Percolator preparation

Elasticsearch exposes a special type called .percolator that is treated differently. This means that we can store any documents and also search them like an ordinary type in any index. If you look at any Elasticsearch query, you will notice that each is a valid JSON document, which means that we can index and store it as a document as well. The thing is that percolator allows us to inverse the search logic and search for queries which match a given document. This is possible because of the two just discussed features: the special .percolator type and the fact that queries in Elasticsearch are valid JSON documents.

Let's get back to the library example from Chapter 2, Indexing Your Data, and try to index one of the queries in the percolator.

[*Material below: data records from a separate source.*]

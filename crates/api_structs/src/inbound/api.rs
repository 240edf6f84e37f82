use crate::dtos::AppointmentDTO;
use salon_scheduler_domain::{Appointment, ID};
use serde::{Deserialize, Serialize};

pub mod handle_inbound_booking {
    use super::*;

    #[derive(Deserialize, Debug)]
    pub struct PathParams {
        pub tenant_id: ID,
        pub channel: String,
    }

    #[derive(Deserialize, Serialize, Debug)]
    #[serde(rename_all = "camelCase")]
    pub struct APIResponse {
        /// The event was already processed and nothing was booked
        pub duplicate: bool,
        pub appointment: Option<AppointmentDTO>,
    }

    impl APIResponse {
        pub fn booked(appointment: Appointment) -> Self {
            Self {
                duplicate: false,
                appointment: Some(AppointmentDTO::new(appointment)),
            }
        }

        pub fn duplicate() -> Self {
            Self {
                duplicate: true,
                appointment: None,
            }
        }
    }
}
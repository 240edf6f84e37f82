use tracing::subscriber::set_global_default;
use tracing::Subscriber;
use tracing_bunyan_formatter::{BunyanFormattingLayer, JsonStorageLayer};
use tracing_log::LogTracer;
use tracing_subscriber::{layer::SubscriberExt, EnvFilter, Registry};

/// Compose multiple layers into a `tracing`'s subscriber.
///
/// `RUST_LOG` takes precedence over `env_filter` when it is set.
pub fn get_subscriber(name: String, env_filter: String) -> impl Subscriber + Send + Sync {
    let env_filter =
        EnvFilter::try_from_default_env().unwrap_or_else(|_| EnvFilter::new(env_filter));
    let formatting_layer = BunyanFormattingLayer::new(name, std::io::stdout);
    Registry::default()
        .with(env_filter)
        .with(JsonStorageLayer)
        .with(formatting_layer)
}

/// Register a subscriber as global default to process span data.
///
/// It should only be called once!
pub fn init_subscriber(subscriber: impl Subscriber + Send + Sync) {
    if let Err(e) = LogTracer::init() {
        eprintln!("Failed to set logger: {}", e);
    }
    if let Err(e) = set_global_default(subscriber) {
        eprintln!("Failed to set subscriber: {}", e);
    }
}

We assume that our users need to be informed when any book matching the criteria defined by the query is available.

Look at the following query1.json file that contains an example query generated by the user:

{
  "query" : {
    "bool" : {
      "must" : {
        "term" : {
          "title" : "crime"
        }
      },
      "should" : {
        "range" : {
          "year" : {
            "gt" : 1900,
            "lt" : 2000
          }
        }
      },
      "must_not" : {
        "term" : {
          "otitle" : "nothing"
        }
      }
    }
  }
}

To enhance the example, we also assume that our users are allowed to define filters using our hypothetical user interface. For example, our user may be interested in the available books that were written before the year 2010. An example query that could have been constructed by such a user interface would look as follows (the query was written to the query2.json file):

{
  "query" : {
    "bool": {
      "must" : {
        "range" : {
          "year" : {
            "lt" : 2010
          }
        }
      },
      "filter" : {
        "term" : {
          "available" : true
        }
      }
    }
  }
}

Now, let's register both queries in the percolator (note that we are registering the queries and haven't indexed any documents). In order to do this, we will run the following commands:

curl -XPUT 'localhost:9200/notifier/.percolator/1' -d @query1.json
curl -XPUT 'localhost:9200/notifier/.percolator/old_books' -d @query2.json

In the preceding examples, we used two completely different identifiers. We did that in order to show that we can use an identifier that best describes the query. It is up to us to decide under which name we would like the query to be registered.

We are now ready to use our percolator. Our application will provide documents to the percolator and check if any of the already registered queries match the document. This is exactly what a percolator allows us to do - to reverse the search logic. Instead of indexing the documents and running queries against them, we store the queries and send the documents to find the matching queries.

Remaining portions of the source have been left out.